EXERCISE:
Beginning with the line below that contains "let denominator = (n" and ending with the line that contains "fn weighted_aggregate<F>(graph: &LayeredGraph, score: F)", copy every line exactly. Copy nothing else.

DATASET ENTRIES:
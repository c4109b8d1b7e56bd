//! Aggregate graphs collapsing all layers into one weighted graph
//!
//! Both builders keep the node set and numbering of the shared topology and
//! score every topology edge exactly once.

use petgraph::graph::{NodeIndex, UnGraph};
use rayon::prelude::*;

use crate::graph::{LayerRow, LayeredGraph};

/// Fraction of shared layers relative to the busier endpoint
///
/// `c_uv / max(c_u, c_v)`, 0 when both endpoints exist in no layer.
pub fn coexistence_score(count_u: usize, count_v: usize, count_uv: usize) -> f64 {
    let max_count = count_u.max(count_v);
    if max_count == 0 {
        return 0.0;
    }
    count_uv as f64 / max_count as f64
}

/// Pearson correlation of two 0/1 layer vectors, rescaled to `[0, 1]`
///
/// The correlation is taken as 0 when either vector is constant (all zeros
/// or all ones), which gives the rescaled score 0.5.
pub fn correlation_score(count_u: usize, count_v: usize, count_uv: usize, layers: usize) -> f64 {
    let constant = |c: usize| c == 0 || c == layers;
    let correlation = if constant(count_u) || constant(count_v) {
        0.0
    } else {
        let (n, cu, cv, cuv) = (layers as i64, count_u as i64, count_v as i64, count_uv as i64);
        let numerator = n * cuv - cu * cv;
        let denominator = (n * cu - cu * cu) * (n * cv - cv * cv);
        numerator as f64 / (denominator as f64).sqrt()
    };
    (0.5 + 0.5 * correlation).clamp(0.0, 1.0)
}

/// Graph whose edge weights are [`coexistence_score`] of the endpoint bitsets
pub fn coexistence_graph(graph: &LayeredGraph) -> UnGraph<(), f64> {
    log::info!("Building coexistence-count graph");
    weighted_aggregate(graph, |u, v| {
        coexistence_score(u.count(), v.count(), u.and_count(v))
    })
}

/// Graph whose edge weights are [`correlation_score`] of the endpoint bitsets
pub fn correlation_graph(graph: &LayeredGraph) -> UnGraph<(), f64> {
    log::info!("Building correlation graph");
    let layers = graph.layer_count();
    weighted_aggregate(graph, |u, v| {
        correlation_score(u.count(), v.count(), u.and_count(v), layers)
    })
}

fn weighted_aggregate<F>(graph: &LayeredGraph, score: F) -> UnGraph<(), f64>
where
    F: Fn(LayerRow<'_>, LayerRow<'_>) -> f64 + Sync + Send,
{
    let edges: Vec<(u32, u32)> = graph.topology().edges().collect();
    let weights: Vec<f64> = edges
        .par_iter()
        .map(|&(u, v)| score(graph.layers_of(u as usize), graph.layers_of(v as usize)))
        .collect();

    let mut result = UnGraph::with_capacity(graph.node_count(), edges.len());
    for _ in 0..graph.node_count() {
        result.add_node(());
    }
    for (&(u, v), weight) in edges.iter().zip(weights) {
        result.add_edge(NodeIndex::new(u as usize), NodeIndex::new(v as usize), weight);
    }
    result
}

RESULT:
        let denominator = (n * cu - cu * cu) * (n * cv - cv * cv);
        numerator as f64 / (denominator as f64).sqrt()
    };
    (0.5 + 0.5 * correlation).clamp(0.0, 1.0)
}

/// Graph whose edge weights are [`coexistence_score`] of the endpoint bitsets
pub fn coexistence_graph(graph: &LayeredGraph) -> UnGraph<(), f64> {
    log::info!("Building coexistence-count graph");
    weighted_aggregate(graph, |u, v| {
        coexistence_score(u.count(), v.count(), u.and_count(v))
    })
}

/// Graph whose edge weights are [`correlation_score`] of the endpoint bitsets
pub fn correlation_graph(graph: &LayeredGraph) -> UnGraph<(), f64> {
    log::info!("Building correlation graph");
    let layers = graph.layer_count();
    weighted_aggregate(graph, |u, v| {
        correlation_score(u.count(), v.count(), u.and_count(v), layers)
    })
}

fn weighted_aggregate<F>(graph: &LayeredGraph, score: F) -> UnGraph<(), f64>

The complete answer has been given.